If women are not equal participants in the political process, “their views - particularly on social issues like workplace equality, parental leave and child care, which they care about on average more than men do - may not be adequately represented in government”, the news site argues.

Does gender equality increase women’s interest in politics?

Yes, but it isn’t quite as neat as that. A 2017 study at the London School of Economics (LSE) indicated that there is a significant correlation, with women least likely to be interested in politics in countries that rank low on the European gender equality index. Meanwhile, the highest-ranking countries - Sweden, Finland, Denmark and the Netherlands - had some of the lowest gender gaps in political interest.

However, a comparably small gap was also seen in Hungary, Bulgaria and Lithuania, which all rank close to the bottom in the European Gender Equality Index. The narrowest gap of all was recorded in Estonia, which sits in the middle of the table, suggesting that gender equality alone is not a predictor of female political engagement.

What can be done?

Many equality campaigners argue that seeing more women in visible positions of power could increase female engagement in politics.

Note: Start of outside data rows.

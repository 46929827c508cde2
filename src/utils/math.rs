/*
 * SPDX-FileCopyrightText: 2023 Sebastiano Vigna
 *
 * SPDX-License-Identifier: Apache-2.0 OR LGPL-2.1-or-later
 */

use num_traits::PrimInt;

/// Return the number of bits needed to write any value in `0..x`, that is,
/// `⌈log₂x⌉`, except that the result for `x == 1` is 1 rather than 0.
///
/// Used to size the pad-bits field of the header: a word size of `w` needs
/// `log2_ceil(w)` bits to store any padding in `0..w`.
///
/// The result for `x == 0` is 0.
///
/// # Examples
/// ```
/// use huffword::utils::log2_ceil;
///
/// assert_eq!(log2_ceil(1_u8), 1);
/// assert_eq!(log2_ceil(8_u8), 3);
/// assert_eq!(log2_ceil(9_u64), 4);
/// assert_eq!(log2_ceil(64_u64), 6);
/// ```
#[must_use]
#[inline]
pub fn log2_ceil<T: PrimInt>(x: T) -> u32 {
    if x.is_zero() {
        return 0;
    }
    if x.is_one() {
        return 1;
    }
    let bits = T::zero().count_zeros();
    let highest = bits - 1 - x.leading_zeros();
    highest + (x.count_ones() > 1) as u32
}
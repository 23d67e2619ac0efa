use serde_json::{Map, Number, Value};
use std::fmt;

/// Identifier of one computed step of the Penman-Monteith chain. Key strings
/// double as observer attribute names.
#[derive(Debug, Clone, Copy, PartialEq, Eq)]
pub enum CalcStep {
    MeanDailyTemp,
    MeanDailySolarRad,
    WindSpeed2m,
    SlopeSvp,
    AtmPressure,
    PsychrometricConstant,
    DeltaTerm,
    PsiTerm,
    TemperatureTerm,
    MaxSvp,
    MinSvp,
    MeanSvp,
    ActualVaporPressure,
    RelDistEarthSun,
    SolarDeclination,
    LatitudeRadians,
    SunsetHourAngle,
    EtRad,
    ClearSkySolarRad,
    NetSolarRad,
    NetLongWaveSolarRad,
    NetRadiation,
    NetRadiationEvap,
    RadiationTerm,
    WindTerm,
    Eto,
}

impl CalcStep {
    pub const ALL: [CalcStep; 26] = [
        CalcStep::MeanDailyTemp,
        CalcStep::MeanDailySolarRad,
        CalcStep::WindSpeed2m,
        CalcStep::SlopeSvp,
        CalcStep::AtmPressure,
        CalcStep::PsychrometricConstant,
        CalcStep::DeltaTerm,
        CalcStep::PsiTerm,
        CalcStep::TemperatureTerm,
        CalcStep::MaxSvp,
        CalcStep::MinSvp,
        CalcStep::MeanSvp,
        CalcStep::ActualVaporPressure,
        CalcStep::RelDistEarthSun,
        CalcStep::SolarDeclination,
        CalcStep::LatitudeRadians,
        CalcStep::SunsetHourAngle,
        CalcStep::EtRad,
        CalcStep::ClearSkySolarRad,
        CalcStep::NetSolarRad,
        CalcStep::NetLongWaveSolarRad,
        CalcStep::NetRadiation,
        CalcStep::NetRadiationEvap,
        CalcStep::RadiationTerm,
        CalcStep::WindTerm,
        CalcStep::Eto,
    ];

    pub fn key(self) -> &'static str {
        match self {
            CalcStep::MeanDailyTemp => "calc_mean_daily_temp_tmean",
            CalcStep::MeanDailySolarRad => "calc_mean_daily_solar_rad_rs",
            CalcStep::WindSpeed2m => "calc_wind_speed_u2",
            CalcStep::SlopeSvp => "calc_slope_delta",
            CalcStep::AtmPressure => "calc_atm_pressure_p",
            CalcStep::PsychrometricConstant => "calc_psychrometric_constant_gamma",
            CalcStep::DeltaTerm => "calc_delta_term_dt",
            CalcStep::PsiTerm => "calc_psi_term_pt",
            CalcStep::TemperatureTerm => "calc_temperature_term_tt",
            CalcStep::MaxSvp => "calc_max_saturation_vapor_pressure_etmax",
            CalcStep::MinSvp => "calc_min_saturation_vapor_pressure_etmin",
            CalcStep::MeanSvp => "calc_mean_saturation_vapor_pressure_es",
            CalcStep::ActualVaporPressure => "calc_actual_vapor_pressure_ea",
            CalcStep::RelDistEarthSun => "calc_relative_distance_earth_sun_dr",
            CalcStep::SolarDeclination => "calc_solar_declination_sd",
            CalcStep::LatitudeRadians => "calc_latitude_radians_phi",
            CalcStep::SunsetHourAngle => "calc_sunset_hour_angle_ws",
            CalcStep::EtRad => "calc_et_rad_ra",
            CalcStep::ClearSkySolarRad => "calc_clear_sky_solar_rad_rso",
            CalcStep::NetSolarRad => "calc_net_solar_rad_rns",
            CalcStep::NetLongWaveSolarRad => "calc_net_long_wave_solar_rad_rnl",
            CalcStep::NetRadiation => "calc_net_radiation_rn",
            CalcStep::NetRadiationEvap => "calc_net_radiation_eto_rng",
            CalcStep::RadiationTerm => "calc_radiation_term_etrad",
            CalcStep::WindTerm => "calc_wind_term_etwind",
            CalcStep::Eto => "calc_evapotranspiration_eto",
        }
    }
}

impl fmt::Display for CalcStep {
    fn fmt(&self, f: &mut fmt::Formatter<'_>) -> fmt::Result {
        f.write_str(self.key())
    }
}

/// Ordered record of every intermediate value of one calculation run. Built
/// incrementally, owned by the invocation, discarded with the result.
#[derive(Debug, Clone, Default, PartialEq)]
pub struct CalculationTrace {
    entries: Vec<(CalcStep, f64)>,
}

impl CalculationTrace {
    pub fn new() -> Self {
        Self { entries: Vec::with_capacity(CalcStep::ALL.len()) }
    }

    pub fn push(&mut self, step: CalcStep, value: f64) {
        self.entries.push((step, value));
    }

    pub fn get(&self, step: CalcStep) -> Option<f64> {
        self.entries.iter().find(|(s, _)| *s == step).map(|(_, v)| *v)
    }

    pub fn len(&self) -> usize {
        self.entries.len()
    }

    pub fn is_empty(&self) -> bool {
        self.entries.is_empty()
    }

    pub fn iter(&self) -> impl Iterator<Item = &(CalcStep, f64)> {
        self.entries.iter()
    }

    /// Export for observer attributes, step key to value.
    pub fn to_map(&self) -> Map<String, Value> {
        let mut map = Map::with_capacity(self.entries.len());
        for (step, value) in &self.entries {
            let num = Number::from_f64(*value).map(Value::Number).unwrap_or(Value::Null);
            map.insert(step.key().to_owned(), num);
        }
        map
    }
}
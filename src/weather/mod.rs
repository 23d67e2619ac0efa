use crate::config::{Site, SourceUnits};
use crate::error::EtoError;
use crate::units;
use async_trait::async_trait;
use chrono::{DateTime, Datelike, Utc};
use serde::Serialize;
use tracing::debug;

// Reading names the data source is asked for, matching the configured entity
// bindings upstream.
pub const READING_TEMP_MIN: &str = "temp_min";
pub const READING_TEMP_MAX: &str = "temp_max";
pub const READING_HUMIDITY_MIN: &str = "humidity_min";
pub const READING_HUMIDITY_MAX: &str = "humidity_max";
pub const READING_WIND: &str = "wind";
pub const READING_SOLAR_RAD: &str = "solar_rad";
pub const READING_ALBEDO: &str = "albedo";
pub const READING_RAIN: &str = "rain";

/// External data source: supplies named numeric readings on demand. A reading
/// that is not yet produced must surface as `EtoError::UnavailableInput` so
/// the scheduler retries instead of treating it as a configuration bug.
#[async_trait]
pub trait WeatherSource: Send + Sync {
    async fn reading(&self, name: &str) -> Result<f64, EtoError>;
}

/// One day's worth of normalized weather observations plus the site
/// constants, immutable per calculation run. Construction rejects non-finite
/// or out-of-range fields; there are no defaults for missing readings.
#[derive(Debug, Clone, Copy, PartialEq, Serialize)]
pub struct WeatherInputs {
    /// deg C
    pub temp_min: f64,
    /// deg C
    pub temp_max: f64,
    /// fraction 0-1
    pub humidity_min: f64,
    /// fraction 0-1
    pub humidity_max: f64,
    /// m/s at the 2 m reference height
    pub wind_speed: f64,
    /// MJ m-2 day-1
    pub solar_radiation: f64,
    /// fraction 0-1
    pub albedo: f64,
    /// 1-366
    pub day_of_year: u16,
    /// degrees, -90..90
    pub latitude: f64,
    /// meters above sea level
    pub elevation: f64,
}

impl WeatherInputs {
    #[allow(clippy::too_many_arguments)]
    pub fn new(
        temp_min: f64, temp_max: f64, humidity_min: f64, humidity_max: f64, wind_speed: f64, solar_radiation: f64,
        albedo: f64, day_of_year: u16, latitude: f64, elevation: f64,
    ) -> Result<Self, EtoError> {
        for (name, value) in [
            (READING_TEMP_MIN, temp_min),
            (READING_TEMP_MAX, temp_max),
            (READING_HUMIDITY_MIN, humidity_min),
            (READING_HUMIDITY_MAX, humidity_max),
            (READING_WIND, wind_speed),
            (READING_SOLAR_RAD, solar_radiation),
            (READING_ALBEDO, albedo),
            ("latitude", latitude),
            ("elevation", elevation),
        ] {
            if !value.is_finite() {
                return Err(EtoError::InvalidReading { reading: name.to_owned(), value });
            }
        }
        for (step, value) in [
            ("humidity_min", humidity_min),
            ("humidity_max", humidity_max),
            ("albedo", albedo),
        ] {
            if !(0.0..=1.0).contains(&value) {
                return Err(EtoError::Domain { step, value, min: 0.0, max: 1.0 });
            }
        }
        if wind_speed <= 0.0 {
            return Err(EtoError::Domain { step: "wind_speed", value: wind_speed, min: 0.0, max: f64::INFINITY });
        }
        if solar_radiation < 0.0 {
            return Err(EtoError::Domain {
                step: "solar_radiation",
                value: solar_radiation,
                min: 0.0,
                max: f64::INFINITY,
            });
        }
        Ok(Self {
            temp_min,
            temp_max,
            humidity_min,
            humidity_max,
            wind_speed,
            solar_radiation,
            albedo,
            day_of_year,
            latitude,
            elevation,
        })
    }
}

/// Day of year (1-366) from a UTC timestamp.
pub fn day_of_year(now: DateTime<Utc>) -> u16 {
    now.ordinal() as u16
}

/// Pull every weather reading from the source, convert to calculation units
/// per the declared source units, and stamp the site constants plus day of
/// year. Snapshot semantics: all readings for one tick come from this single
/// pass.
pub async fn collect_weather(
    source: &dyn WeatherSource, site: &Site, source_units: &SourceUnits, now: DateTime<Utc>,
) -> Result<WeatherInputs, EtoError> {
    let temp_min = source.reading(READING_TEMP_MIN).await?;
    let temp_max = source.reading(READING_TEMP_MAX).await?;

    let mut humidity_min = source.reading(READING_HUMIDITY_MIN).await?;
    let mut humidity_max = source.reading(READING_HUMIDITY_MAX).await?;
    if source_units.humidity_in_percent {
        humidity_min = units::percent_to_fraction(READING_HUMIDITY_MIN, humidity_min)?;
        humidity_max = units::percent_to_fraction(READING_HUMIDITY_MAX, humidity_max)?;
    }

    let mut wind = source.reading(READING_WIND).await?;
    if source_units.wind_in_kmh {
        wind = units::kmh_to_ms(READING_WIND, wind)?;
    }
    let wind = units::wind_speed_2m(READING_WIND, wind, source_units.wind_height_m)?;

    let mut solar_rad = source.reading(READING_SOLAR_RAD).await?;
    if source_units.solar_in_watts {
        solar_rad = units::watts_to_mj_day(READING_SOLAR_RAD, solar_rad)?;
    }

    let albedo = source.reading(READING_ALBEDO).await?;

    let inputs = WeatherInputs::new(
        temp_min,
        temp_max,
        humidity_min,
        humidity_max,
        wind,
        solar_rad,
        albedo,
        day_of_year(now),
        site.latitude,
        site.elevation,
    )?;
    debug!("collected weather inputs: {:?}", inputs);
    Ok(inputs)
}

/// Rainfall [mm] for the duration calculation; same availability rules as the
/// weather readings.
pub async fn collect_rainfall(source: &dyn WeatherSource) -> Result<f64, EtoError> {
    let rain = source.reading(READING_RAIN).await?;
    if !rain.is_finite() {
        return Err(EtoError::InvalidReading { reading: READING_RAIN.to_owned(), value: rain });
    }
    Ok(rain)
}

#[cfg(test)]
mod test {
    use super::*;
    use chrono::TimeZone;

    fn valid_inputs() -> Result<WeatherInputs, EtoError> {
        WeatherInputs::new(15.0, 25.0, 0.4, 0.8, 2.0, 18.0, 0.23, 180, 51.5, 50.0)
    }

    #[test]
    fn construction_accepts_valid_inputs() {
        let inputs = valid_inputs().unwrap();
        assert_eq!(inputs.day_of_year, 180);
        assert_eq!(inputs.wind_speed, 2.0);
    }

    #[test]
    fn construction_rejects_nan() {
        let err = WeatherInputs::new(f64::NAN, 25.0, 0.4, 0.8, 2.0, 18.0, 0.23, 180, 51.5, 50.0).unwrap_err();
        assert!(matches!(err, EtoError::InvalidReading { .. }));
    }

    #[test]
    fn construction_rejects_percent_humidity() {
        // A raw 40 % that skipped normalization must not slip through.
        let err = WeatherInputs::new(15.0, 25.0, 40.0, 0.8, 2.0, 18.0, 0.23, 180, 51.5, 50.0).unwrap_err();
        assert!(matches!(err, EtoError::Domain { step: "humidity_min", .. }));
    }

    #[test]
    fn construction_rejects_calm_wind() {
        let err = WeatherInputs::new(15.0, 25.0, 0.4, 0.8, 0.0, 18.0, 0.23, 180, 51.5, 50.0).unwrap_err();
        assert!(matches!(err, EtoError::Domain { step: "wind_speed", .. }));
    }

    #[test]
    fn doy_from_utc_ordinal() {
        let midsummer = Utc.with_ymd_and_hms(2024, 6, 28, 6, 0, 0).unwrap();
        assert_eq!(day_of_year(midsummer), 180);
        let leap_year_end = Utc.with_ymd_and_hms(2024, 12, 31, 23, 0, 0).unwrap();
        assert_eq!(day_of_year(leap_year_end), 366);
    }
}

But this requires a supply of qualified and willing female candidates to run for office - a big ask in a society where teenagers are already showing a large gender gap in political engagement.

Early intervention is key to breaking this vicious circle, write Fraile, who also co-wrote the latest study, and Raul Gomez on LSE’s European Politics and Policy blog.

“Gender equality policies are usually designed to address gender differences between adults”, whereas “childhood socialisation may continue to be gendered even in countries with higher levels of gender equality”, the two researchers note.

Producing a society where “men and women are equally able and willing to participate in both the private and the public sphere” requires “revolutionary change”, not only in the way people live as adults but also “in… the way they raise their children”, they conclude.